◆ **ASSIGNMENT**
Please copy exactly the lines that begin with the one containing "Smallest sample weight of the trace" and end with the last line of the entries.

◆ **GIVEN INFORMATION**
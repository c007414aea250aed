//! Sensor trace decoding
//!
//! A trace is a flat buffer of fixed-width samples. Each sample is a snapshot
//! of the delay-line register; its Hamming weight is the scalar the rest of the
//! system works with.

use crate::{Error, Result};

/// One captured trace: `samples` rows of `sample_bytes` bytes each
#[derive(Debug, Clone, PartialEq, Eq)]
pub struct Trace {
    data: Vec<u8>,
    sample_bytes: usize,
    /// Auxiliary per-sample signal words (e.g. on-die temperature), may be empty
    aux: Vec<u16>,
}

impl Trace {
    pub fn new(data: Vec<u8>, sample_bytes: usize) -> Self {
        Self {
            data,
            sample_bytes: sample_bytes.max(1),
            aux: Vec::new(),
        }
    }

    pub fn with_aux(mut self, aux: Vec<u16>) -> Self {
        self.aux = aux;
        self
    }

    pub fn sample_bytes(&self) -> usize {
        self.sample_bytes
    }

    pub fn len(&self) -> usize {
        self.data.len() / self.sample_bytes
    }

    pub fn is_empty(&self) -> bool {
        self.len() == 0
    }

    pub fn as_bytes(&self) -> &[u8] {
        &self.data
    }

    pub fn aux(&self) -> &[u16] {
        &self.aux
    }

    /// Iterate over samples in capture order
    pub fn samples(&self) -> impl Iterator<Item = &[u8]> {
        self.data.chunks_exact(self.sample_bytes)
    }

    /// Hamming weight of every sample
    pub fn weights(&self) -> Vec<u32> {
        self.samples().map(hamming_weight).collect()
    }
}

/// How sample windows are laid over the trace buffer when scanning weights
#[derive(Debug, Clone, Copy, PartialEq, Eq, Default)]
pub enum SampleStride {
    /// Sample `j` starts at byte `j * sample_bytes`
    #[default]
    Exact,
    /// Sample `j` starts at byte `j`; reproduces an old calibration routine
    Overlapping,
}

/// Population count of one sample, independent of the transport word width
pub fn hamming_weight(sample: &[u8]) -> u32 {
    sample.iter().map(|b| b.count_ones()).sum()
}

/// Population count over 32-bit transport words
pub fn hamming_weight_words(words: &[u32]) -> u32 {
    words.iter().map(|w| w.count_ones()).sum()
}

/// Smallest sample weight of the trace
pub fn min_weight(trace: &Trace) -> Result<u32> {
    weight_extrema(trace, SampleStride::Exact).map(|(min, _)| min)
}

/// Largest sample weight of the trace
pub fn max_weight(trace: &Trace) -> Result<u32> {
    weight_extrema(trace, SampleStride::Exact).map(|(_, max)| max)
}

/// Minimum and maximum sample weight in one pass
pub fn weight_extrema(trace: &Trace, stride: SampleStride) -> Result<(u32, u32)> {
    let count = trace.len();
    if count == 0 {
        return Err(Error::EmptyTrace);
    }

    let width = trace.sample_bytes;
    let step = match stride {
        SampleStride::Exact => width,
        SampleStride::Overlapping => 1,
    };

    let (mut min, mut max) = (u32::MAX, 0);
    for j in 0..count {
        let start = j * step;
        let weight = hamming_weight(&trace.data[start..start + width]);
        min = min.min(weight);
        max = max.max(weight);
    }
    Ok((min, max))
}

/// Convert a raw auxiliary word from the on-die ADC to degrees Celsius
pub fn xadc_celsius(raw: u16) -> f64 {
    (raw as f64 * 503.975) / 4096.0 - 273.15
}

◆ **WRITTEN RESPONSE**
/// Smallest sample weight of the trace
pub fn min_weight(trace: &Trace) -> Result<u32> {
    weight_extrema(trace, SampleStride::Exact).map(|(min, _)| min)
}

/// Largest sample weight of the trace
pub fn max_weight(trace: &Trace) -> Result<u32> {
    weight_extrema(trace, SampleStride::Exact).map(|(_, max)| max)
}

/// Minimum and maximum sample weight in one pass
pub fn weight_extrema(trace: &Trace, stride: SampleStride) -> Result<(u32, u32)> {
    let count = trace.len();
    if count == 0 {
        return Err(Error::EmptyTrace);
    }

    let width = trace.sample_bytes;
    let step = match stride {
        SampleStride::Exact => width,
        SampleStride::Overlapping => 1,
    };

    let (mut min, mut max) = (u32::MAX, 0);
    for j in 0..count {
        let start = j * step;
        let weight = hamming_weight(&trace.data[start..start + width]);
        min = min.min(weight);
        max = max.max(weight);
    }
    Ok((min, max))
}

/// Convert a raw auxiliary word from the on-die ADC to degrees Celsius
pub fn xadc_celsius(raw: u16) -> f64 {
    (raw as f64 * 503.975) / 4096.0 - 273.15
}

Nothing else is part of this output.